Goal of the exercise
The reply has to contain each record exactly as written.

Dataset entries
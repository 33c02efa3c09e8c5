//! Test doubles for the process, console and launcher seams.
//!
//! Replies are matched by substring against the space-joined argument list.
//! The last reply of a script repeats forever.

use std::collections::{HashMap, VecDeque};
use std::path::{Path, PathBuf};
use std::sync::Arc;
use std::time::Duration;

use async_trait::async_trait;
use parking_lot::Mutex;

use droidlink_core::{BridgeConfig, Error, Result};

use crate::adb::AdbClient;
use crate::console::EmulatorConsole;
use crate::process::{EmulatorProcess, ProcessLauncher};
use crate::runner::CommandRunner;

#[derive(Debug, Clone)]
pub enum Reply {
    Out(String),
    Fail(String),
    /// Sleep for the whole timeout, then report a timeout
    Hang,
}

struct Rule {
    needle: String,
    replies: VecDeque<Reply>,
}

#[derive(Default)]
struct State {
    rules: Vec<Rule>,
    calls: Vec<String>,
}

/// A [`CommandRunner`] that answers from a script and records every call
#[derive(Clone, Default)]
pub struct ScriptedRunner {
    state: Arc<Mutex<State>>,
}

impl ScriptedRunner {
    pub fn new() -> Self {
        Self::default()
    }

    pub fn script(&self, needle: &str, replies: Vec<Reply>) {
        self.state.lock().rules.push(Rule {
            needle: needle.to_string(),
            replies: replies.into(),
        });
    }

    pub fn reply(&self, needle: &str, stdout: &str) {
        self.script(needle, vec![Reply::Out(stdout.to_string())]);
    }

    pub fn fail(&self, needle: &str, message: &str) {
        self.script(needle, vec![Reply::Fail(message.to_string())]);
    }

    /// Every call so far, as space-joined arguments
    pub fn calls(&self) -> Vec<String> {
        self.state.lock().calls.clone()
    }

    pub fn count(&self, needle: &str) -> usize {
        self.calls().iter().filter(|c| c.contains(needle)).count()
    }

    fn next_reply(&self, joined: &str) -> Option<Reply> {
        let mut state = self.state.lock();
        state.calls.push(joined.to_string());
        let rule = state
            .rules
            .iter_mut()
            .find(|rule| joined.contains(&rule.needle) && !rule.replies.is_empty())?;
        if rule.replies.len() > 1 {
            rule.replies.pop_front()
        } else {
            rule.replies.front().cloned()
        }
    }
}

#[async_trait]
impl CommandRunner for ScriptedRunner {
    async fn run(&self, program: &Path, args: &[String], timeout: Duration) -> Result<String> {
        let joined = args.join(" ");
        let command = format!("{} {}", program.display(), joined);
        match self.next_reply(&joined) {
            None => Ok(String::new()),
            Some(Reply::Out(stdout)) => Ok(stdout),
            Some(Reply::Fail(message)) => Err(Error::execution(command, message)),
            Some(Reply::Hang) => {
                tokio::time::sleep(timeout).await;
                Err(Error::Timeout {
                    command,
                    timeout_ms: timeout.as_millis() as u64,
                })
            }
        }
    }
}

/// Build a session over a scripted runner with default configuration
pub fn client_with(runner: &ScriptedRunner) -> AdbClient {
    client_with_config(runner, &BridgeConfig::default())
}

pub fn client_with_config(runner: &ScriptedRunner, config: &BridgeConfig) -> AdbClient {
    AdbClient::with_runner(PathBuf::from("adb"), config, Arc::new(runner.clone()))
}

/// Console that reports a fixed AVD name per port
#[derive(Clone, Default)]
pub struct ScriptedConsole {
    names: Arc<Mutex<HashMap<u16, std::result::Result<String, String>>>>,
}

impl ScriptedConsole {
    pub fn new() -> Self {
        Self::default()
    }

    pub fn avd(&self, port: u16, name: &str) {
        self.names.lock().insert(port, Ok(name.to_string()));
    }

    pub fn broken(&self, port: u16, message: &str) {
        self.names.lock().insert(port, Err(message.to_string()));
    }
}

#[async_trait]
impl EmulatorConsole for ScriptedConsole {
    async fn send_command(&self, port: u16, command: &str) -> Result<String> {
        assert_eq!(command, "avd name");
        match self.names.lock().get(&port) {
            Some(Ok(name)) => Ok(name.clone()),
            Some(Err(message)) => Err(Error::Console(message.clone())),
            None => Err(Error::Console(format!("connection refused on {}", port))),
        }
    }
}

/// Launcher that records the command line instead of spawning it
#[derive(Clone, Default)]
pub struct RecordingLauncher {
    launches: Arc<Mutex<Vec<(PathBuf, Vec<String>)>>>,
}

impl RecordingLauncher {
    pub fn new() -> Self {
        Self::default()
    }

    pub fn launches(&self) -> Vec<(PathBuf, Vec<String>)> {
        self.launches.lock().clone()
    }
}

#[async_trait]
impl ProcessLauncher for RecordingLauncher {
    async fn spawn(&self, avd_name: &str, program: &Path, args: &[String]) -> Result<EmulatorProcess> {
        self.launches
            .lock()
            .push((program.to_path_buf(), args.to_vec()));
        Ok(EmulatorProcess::detached(avd_name))
    }
}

Solved exercise
repository 33c02efa3c09e8c5
//! Test doubles for the process, console and launcher seams.
//!
//! Replies are matched by substring against the space-joined argument list.
//! The last reply of a script repeats forever.

use std::collections::{HashMap, VecDeque};
use std::path::{Path, PathBuf};
use std::sync::Arc;
use std::time::Duration;

use async_trait::async_trait;
use parking_lot::Mutex;

use droidlink_core::{BridgeConfig, Error, Result};

use crate::adb::AdbClient;
use crate::console::EmulatorConsole;
use crate::process::{EmulatorProcess, ProcessLauncher};
use crate::runner::CommandRunner;

#[derive(Debug, Clone)]
pub enum Reply {
    Out(String),
    Fail(String),
    /// Sleep for the whole timeout, then report a timeout
    Hang,
}

struct Rule {
    needle: String,
    replies: VecDeque<Reply>,
}

#[derive(Default)]
struct State {
    rules: Vec<Rule>,
    calls: Vec<String>,
}

/// A [`CommandRunner`] that answers from a script and records every call
#[derive(Clone, Default)]
pub struct ScriptedRunner {
    state: Arc<Mutex<State>>,
}

impl ScriptedRunner {
    pub fn new() -> Self {
        Self::default()
    }

    pub fn script(&self, needle: &str, replies: Vec<Reply>) {
        self.state.lock().rules.push(Rule {
            needle: needle.to_string(),
            replies: replies.into(),
        });
    }

    pub fn reply(&self, needle: &str, stdout: &str) {
        self.script(needle, vec![Reply::Out(stdout.to_string())]);
    }

    pub fn fail(&self, needle: &str, message: &str) {
        self.script(needle, vec![Reply::Fail(message.to_string())]);
    }

    /// Every call so far, as space-joined arguments
    pub fn calls(&self) -> Vec<String> {
        self.state.lock().calls.clone()
    }

    pub fn count(&self, needle: &str) -> usize {
        self.calls().iter().filter(|c| c.contains(needle)).count()
    }

    fn next_reply(&self, joined: &str) -> Option<Reply> {
        let mut state = self.state.lock();
        state.calls.push(joined.to_string());
        let rule = state
            .rules
            .iter_mut()
            .find(|rule| joined.contains(&rule.needle) && !rule.replies.is_empty())?;
        if rule.replies.len() > 1 {
            rule.replies.pop_front()
        } else {
            rule.replies.front().cloned()
        }
    }
}

#[async_trait]
impl CommandRunner for ScriptedRunner {
    async fn run(&self, program: &Path, args: &[String], timeout: Duration) -> Result<String> {
        let joined = args.join(" ");
        let command = format!("{} {}", program.display(), joined);
        match self.next_reply(&joined) {
            None => Ok(String::new()),
            Some(Reply::Out(stdout)) => Ok(stdout),
            Some(Reply::Fail(message)) => Err(Error::execution(command, message)),
            Some(Reply::Hang) => {
                tokio::time::sleep(timeout).await;
                Err(Error::Timeout {
                    command,
                    timeout_ms: timeout.as_millis() as u64,
                })
            }
        }
    }
}

/// Build a session over a scripted runner with default configuration
pub fn client_with(runner: &ScriptedRunner) -> AdbClient {
    client_with_config(runner, &BridgeConfig::default())
}

pub fn client_with_config(runner: &ScriptedRunner, config: &BridgeConfig) -> AdbClient {
    AdbClient::with_runner(PathBuf::from("adb"), config, Arc::new(runner.clone()))
}

/// Console that reports a fixed AVD name per port
#[derive(Clone, Default)]
pub struct ScriptedConsole {
    names: Arc<Mutex<HashMap<u16, std::result::Result<String, String>>>>,
}

impl ScriptedConsole {
    pub fn new() -> Self {
        Self::default()
    }

    pub fn avd(&self, port: u16, name: &str) {
        self.names.lock().insert(port, Ok(name.to_string()));
    }

    pub fn broken(&self, port: u16, message: &str) {
        self.names.lock().insert(port, Err(message.to_string()));
    }
}

#[async_trait]
impl EmulatorConsole for ScriptedConsole {
    async fn send_command(&self, port: u16, command: &str) -> Result<String> {
        assert_eq!(command, "avd name");
        match self.names.lock().get(&port) {
            Some(Ok(name)) => Ok(name.clone()),
            Some(Err(message)) => Err(Error::Console(message.clone())),
            None => Err(Error::Console(format!("connection refused on {}", port))),
        }
    }
}

/// Launcher that records the command line instead of spawning it
#[derive(Clone, Default)]
pub struct RecordingLauncher {
    launches: Arc<Mutex<Vec<(PathBuf, Vec<String>)>>>,
}

impl RecordingLauncher {
    pub fn new() -> Self {
        Self::default()
    }

    pub fn launches(&self) -> Vec<(PathBuf, Vec<String>)> {
        self.launches.lock().clone()
    }
}

#[async_trait]
impl ProcessLauncher for RecordingLauncher {
    async fn spawn(&self, avd_name: &str, program: &Path, args: &[String]) -> Result<EmulatorProcess> {
        self.launches
            .lock()
            .push((program.to_path_buf(), args.to_vec()));
        Ok(EmulatorProcess::detached(avd_name))
    }
}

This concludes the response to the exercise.